The novel is a thriller with a slow-burning fuse, driven as much by mood and eeriness as some of the flashier mystery writing tools. The prologue makes this clear. Instead of, say, a murder, it shows us actions that we seem urgent and weird but that we don’t entirely understand: an unexplained and hurried trip, an encounter with the police that ends in a robbery (and not the other way around), a robbery that doesn’t quite make sense, and identities that are tossed aside and replaced with ease. All of this happens in four pages. But the multiple elements aren’t the things that happen. They’re laid out in chronological order, one thing after the other. Instead, the multiple elements are what is happening and what the main character is thinking: exterior action and interior thought.

Here is an example of how Burt shifts between the two. All we know is that a girl and her mom are driving across the country. Here’s the girl:

She opened a bag of Red Vines, sucked on them and then gently rubbed them over her lips until they turned crimson.

Running her fingers across the cracked spine of her encyclopedia—the first pages were missing and she’d never know what words came before accordion; a box-shaped bellows-driven musical instrument, colloquially referred to as a squeezebox—she concentrated on the sound of the pages rustling like old parchment as she flipped through the tattered book.

Her mother called her Pet. The girl didn’t like the name, especially when her mother introduced her. This is pet, she’d say with a smile. She’s very shy.
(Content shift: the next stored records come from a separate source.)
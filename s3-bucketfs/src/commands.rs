use std::fs::File;
use std::io::{self, Write};
use std::path::Path;

use anyhow::{bail, Context, Result};
use tracing::{debug, info};

use bucketfs::{BucketFileSystem, CopyOption, FsErrorKind, OpenOption, OpenOptions};

/// The file stores behind the filesystem, one per line.
pub fn buckets(fs: &BucketFileSystem, out: &mut impl Write) -> Result<()> {
    for store in fs.file_stores()? {
        let created = store
            .container()
            .created
            .map(|t| t.to_rfc3339())
            .unwrap_or_else(|| "-".to_string());
        writeln!(out, "{}\t{}\t{}", store.name(), store.store_type(), created)?;
    }
    Ok(())
}

/// Lists the immediate children of a directory. Directories get a
/// trailing `/`.
pub fn list(fs: &BucketFileSystem, remote: &str, out: &mut impl Write) -> Result<()> {
    let dir = fs.path([remote]);
    for child in fs.read_dir(&dir)? {
        let name = child.segments().last().cloned().unwrap_or_default();
        match fs.metadata(&child) {
            Ok(meta) if meta.is_regular_file() => {
                let modified = meta
                    .last_modified
                    .map(|t| t.format("%Y-%m-%d %H:%M:%S").to_string())
                    .unwrap_or_else(|| "-".to_string());
                writeln!(out, "{:>12}  {}  {}", meta.size, modified, name)?;
            }
            // Prefixes without a folder marker still list as directories.
            Ok(_) => writeln!(out, "{:>12}  {:19}  {}/", "-", "", name)?,
            Err(e) if e.kind() == FsErrorKind::NotFound => {
                writeln!(out, "{:>12}  {:19}  {}/", "-", "", name)?
            }
            Err(e) => return Err(e.into()),
        }
    }
    Ok(())
}

/// Prints the attributes selected by `query` as JSON.
pub fn stat(fs: &BucketFileSystem, remote: &str, query: &str, out: &mut impl Write) -> Result<()> {
    let path = fs.path([remote]);
    let attributes = fs
        .read_attributes(&path, query)
        .with_context(|| format!("reading attributes of {}", path))?;
    serde_json::to_writer_pretty(&mut *out, &attributes)?;
    writeln!(out)?;
    Ok(())
}

pub fn cat(fs: &BucketFileSystem, remote: &str, out: &mut impl Write) -> Result<u64> {
    let path = fs.path([remote]);
    let mut channel = fs.new_channel(&path, OpenOptions::read_only())?;
    let copied = io::copy(&mut channel, out)?;
    channel.close()?;
    Ok(copied)
}

/// Uploads a local file, replacing the remote object if it exists.
pub fn put(fs: &BucketFileSystem, local: &Path, remote: &str) -> Result<u64> {
    let mut source =
        File::open(local).with_context(|| format!("opening {}", local.display()))?;
    let path = fs.path([remote]);
    let mut channel = fs.new_channel(
        &path,
        [
            OpenOption::Create,
            OpenOption::Write,
            OpenOption::TruncateExisting,
        ],
    )?;
    let copied = io::copy(&mut source, &mut channel)?;
    channel.close()?;
    info!(local = %local.display(), remote = %path, bytes = copied, "uploaded");
    Ok(copied)
}

pub fn get(fs: &BucketFileSystem, remote: &str, local: &Path) -> Result<u64> {
    let path = fs.path([remote]);
    let mut channel = fs.new_channel(&path, OpenOptions::read_only())?;
    let mut target =
        File::create(local).with_context(|| format!("creating {}", local.display()))?;
    let copied = io::copy(&mut channel, &mut target)?;
    target.flush()?;
    channel.close()?;
    debug!(remote = %path, local = %local.display(), bytes = copied, "downloaded");
    Ok(copied)
}

pub fn mkdir(fs: &BucketFileSystem, remote: &str) -> Result<()> {
    let path = fs.path([remote]);
    if fs.exists(&path)? {
        bail!("{} already exists", path);
    }
    fs.create_directory(&path)?;
    Ok(())
}

pub fn remove(fs: &BucketFileSystem, remote: &str) -> Result<()> {
    let path = fs.path([remote]);
    if !fs.exists(&path)? {
        bail!("{} does not exist", path);
    }
    fs.delete(&path)?;
    Ok(())
}

pub fn copy(
    fs: &BucketFileSystem,
    source: &str,
    target: &str,
    copy_attributes: bool,
    replace: bool,
) -> Result<()> {
    let options = copy_options(copy_attributes, replace);
    fs.copy(&fs.path([source]), &fs.path([target]), &options)?;
    Ok(())
}

pub fn rename(fs: &BucketFileSystem, source: &str, target: &str, replace: bool) -> Result<()> {
    let options = copy_options(true, replace);
    fs.rename(&fs.path([source]), &fs.path([target]), &options)?;
    Ok(())
}

fn copy_options(copy_attributes: bool, replace: bool) -> Vec<CopyOption> {
    let mut options = Vec::new();
    if copy_attributes {
        options.push(CopyOption::CopyAttributes);
    }
    if replace {
        options.push(CopyOption::ReplaceExisting);
    }
    options
}

#[cfg(test)]
mod tests {
    use super::*;
    use bucketfs::{ConnectionManager, MemoryConnector};
    use std::sync::Arc;

    fn open() -> Arc<BucketFileSystem> {
        let connector = Arc::new(MemoryConnector::new());
        connector
            .store("http://localhost")
            .unwrap()
            .create_container("files")
            .unwrap();
        let manager = ConnectionManager::new(connector);
        manager
            .open("s3://localhost/files", std::iter::empty::<(&str, &str)>())
            .unwrap()
    }

    #[test]
    fn test_put_cat_get() {
        let fs = open();
        let dir = tempfile::tempdir().unwrap();
        let local = dir.path().join("in.txt");
        std::fs::write(&local, b"some text").unwrap();

        assert_eq!(put(&fs, &local, "docs/in.txt").unwrap(), 9);

        let mut out = Vec::new();
        cat(&fs, "docs/in.txt", &mut out).unwrap();
        assert_eq!(out, b"some text");

        let downloaded = dir.path().join("out.txt");
        get(&fs, "docs/in.txt", &downloaded).unwrap();
        assert_eq!(std::fs::read(downloaded).unwrap(), b"some text");
    }

    #[test]
    fn test_list_marks_directories() {
        let fs = open();
        mkdir(&fs, "reports").unwrap();
        fs.write(&fs.path(["notes.txt"]), b"n").unwrap();
        fs.write(&fs.path(["archive/2023/jan.txt"]), b"j").unwrap();

        let mut out = Vec::new();
        list(&fs, "", &mut out).unwrap();
        let text = String::from_utf8(out).unwrap();
        let lines: Vec<&str> = text.lines().collect();
        assert_eq!(lines.len(), 3);
        assert!(lines[0].ends_with("archive/"));
        assert!(lines[1].ends_with("notes.txt"));
        assert!(lines[2].ends_with("reports/"));
    }

    #[test]
    fn test_stat_prints_json() {
        let fs = open();
        fs.write(&fs.path(["a.bin"]), &[0u8; 10]).unwrap();
        let mut out = Vec::new();
        stat(&fs, "a.bin", "basic:size,isDirectory", &mut out).unwrap();
        let value: serde_json::Value = serde_json::from_slice(&out).unwrap();
        assert_eq!(value["size"], 10);
        assert_eq!(value["isDirectory"], false);
    }

    #[test]
    fn test_rm_and_mkdir_report_state() {
        let fs = open();
        assert!(remove(&fs, "missing").is_err());
        mkdir(&fs, "d").unwrap();
        assert!(mkdir(&fs, "d").is_err());
        remove(&fs, "d").unwrap();
        assert!(!fs.exists(&fs.path(["d"])).unwrap());
    }

    #[test]
    fn test_copy_and_rename() {
        let fs = open();
        fs.write(&fs.path(["a"]), b"1").unwrap();
        copy(&fs, "a", "b", false, false).unwrap();
        assert!(copy(&fs, "a", "b", false, false).is_err());
        copy(&fs, "a", "b", true, true).unwrap();

        rename(&fs, "b", "c", false).unwrap();
        assert!(!fs.exists(&fs.path(["b"])).unwrap());
        assert_eq!(fs.read(&fs.path(["c"])).unwrap(), b"1");
    }

    #[test]
    fn test_buckets_lists_own_bucket() {
        let fs = open();
        let mut out = Vec::new();
        buckets(&fs, &mut out).unwrap();
        let text = String::from_utf8(out).unwrap();
        assert!(text.starts_with("files\ts3-Container\t"));
    }
}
Then her mother moved on quickly, as if she had told too much already.

Pet, the encyclopedia said, a domestic or tamed animal kept for companionship. Treated with care and affection.
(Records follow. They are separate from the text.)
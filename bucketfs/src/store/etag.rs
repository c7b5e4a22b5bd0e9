use md5::{Digest, Md5};

/// Part size used when an upload is split into multipart chunks.
pub const MULTIPART_PART_SIZE: usize = 5 * 1024 * 1024;

/// Incremental etag computation.
///
/// A single-part etag is the hex MD5 of the content. A multipart etag is
/// the hex MD5 of the concatenated part digests followed by `-<parts>`.
#[derive(Debug, Clone)]
pub struct EtagHasher {
    part_size: usize,
    whole: Md5,
    part: Md5,
    part_len: usize,
    part_digests: Vec<u8>,
    parts: usize,
}

impl Default for EtagHasher {
    fn default() -> Self {
        Self::new(MULTIPART_PART_SIZE)
    }
}

impl EtagHasher {
    pub fn new(part_size: usize) -> Self {
        Self {
            part_size: part_size.max(1),
            whole: Md5::new(),
            part: Md5::new(),
            part_len: 0,
            part_digests: Vec::new(),
            parts: 0,
        }
    }

    pub fn update(&mut self, mut data: &[u8]) {
        self.whole.update(data);
        while !data.is_empty() {
            let take = (self.part_size - self.part_len).min(data.len());
            self.part.update(&data[..take]);
            self.part_len += take;
            data = &data[take..];
            if self.part_len == self.part_size {
                self.close_part();
            }
        }
    }

    fn close_part(&mut self) {
        let digest = self.part.finalize_reset();
        self.part_digests.extend_from_slice(digest.as_slice());
        self.parts += 1;
        self.part_len = 0;
    }

    pub fn finish(mut self, multipart: bool) -> String {
        if !multipart {
            return faster_hex::hex_string(self.whole.finalize().as_slice());
        }
        if self.part_len > 0 || self.parts == 0 {
            self.close_part();
        }
        let digest = Md5::digest(&self.part_digests);
        format!("{}-{}", faster_hex::hex_string(digest.as_slice()), self.parts)
    }
}

#[cfg(test)]
mod tests {
    use super::*;

    #[test]
    fn test_single_part_etag_is_md5() {
        let mut hasher = EtagHasher::default();
        hasher.update(b"hello world");
        assert_eq!(hasher.finish(false), "5eb63bbbe01eeed093cb22bb8f5acdc3");
    }

    #[test]
    fn test_multipart_etag_counts_parts() {
        let mut hasher = EtagHasher::new(4);
        hasher.update(b"abcdefghij");
        let etag = hasher.finish(true);
        assert!(etag.ends_with("-3"), "{}", etag);

        let mut expected = Vec::new();
        for part in [&b"abcd"[..], b"efgh", b"ij"] {
            expected.extend_from_slice(Md5::digest(part).as_slice());
        }
        let expected = faster_hex::hex_string(Md5::digest(&expected).as_slice());
        assert_eq!(etag, format!("{}-3", expected));
    }

    #[test]
    fn test_split_updates_match_single_update() {
        let mut a = EtagHasher::new(3);
        a.update(b"abcdefg");
        let mut b = EtagHasher::new(3);
        b.update(b"ab");
        b.update(b"cdef");
        b.update(b"g");
        assert_eq!(a.finish(true), b.finish(true));
    }

    #[test]
    fn test_empty_multipart_has_one_part() {
        assert!(EtagHasher::default().finish(true).ends_with("-1"));
    }
}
The girl opened the encyclopedia to a random page. She remembered when it was new, how the pages and the spine had not yielded as readily, and she wondered if the pages would eventually shed. She attempted to focus on a word but the movement of the car made her nauseous. Eventually she just left the book cracked open in her lap.

“My feet are cold. Can I get a pair of socks from the trunk?” she asked somewhere after the New Mexico/Texas border.

The passage begins with action (“She opened a bag of red vines”) and continues with more action (“Running her fingers across the cracked spine of her encyclopedia”) but then shifts into the character’s head and what she notices about the encyclopedia (“the first pages were missing and she’d never know what words came before accordion” and “the sound of the pages rustling”).

Then, it moves into background information (“Her mother called her Pet”) that turns into the character’s feelings about the name (“The girl didn’t like the name”) and a memory of her mother saying it.

Next, the passage returns to the encyclopedia’s definition of Pet.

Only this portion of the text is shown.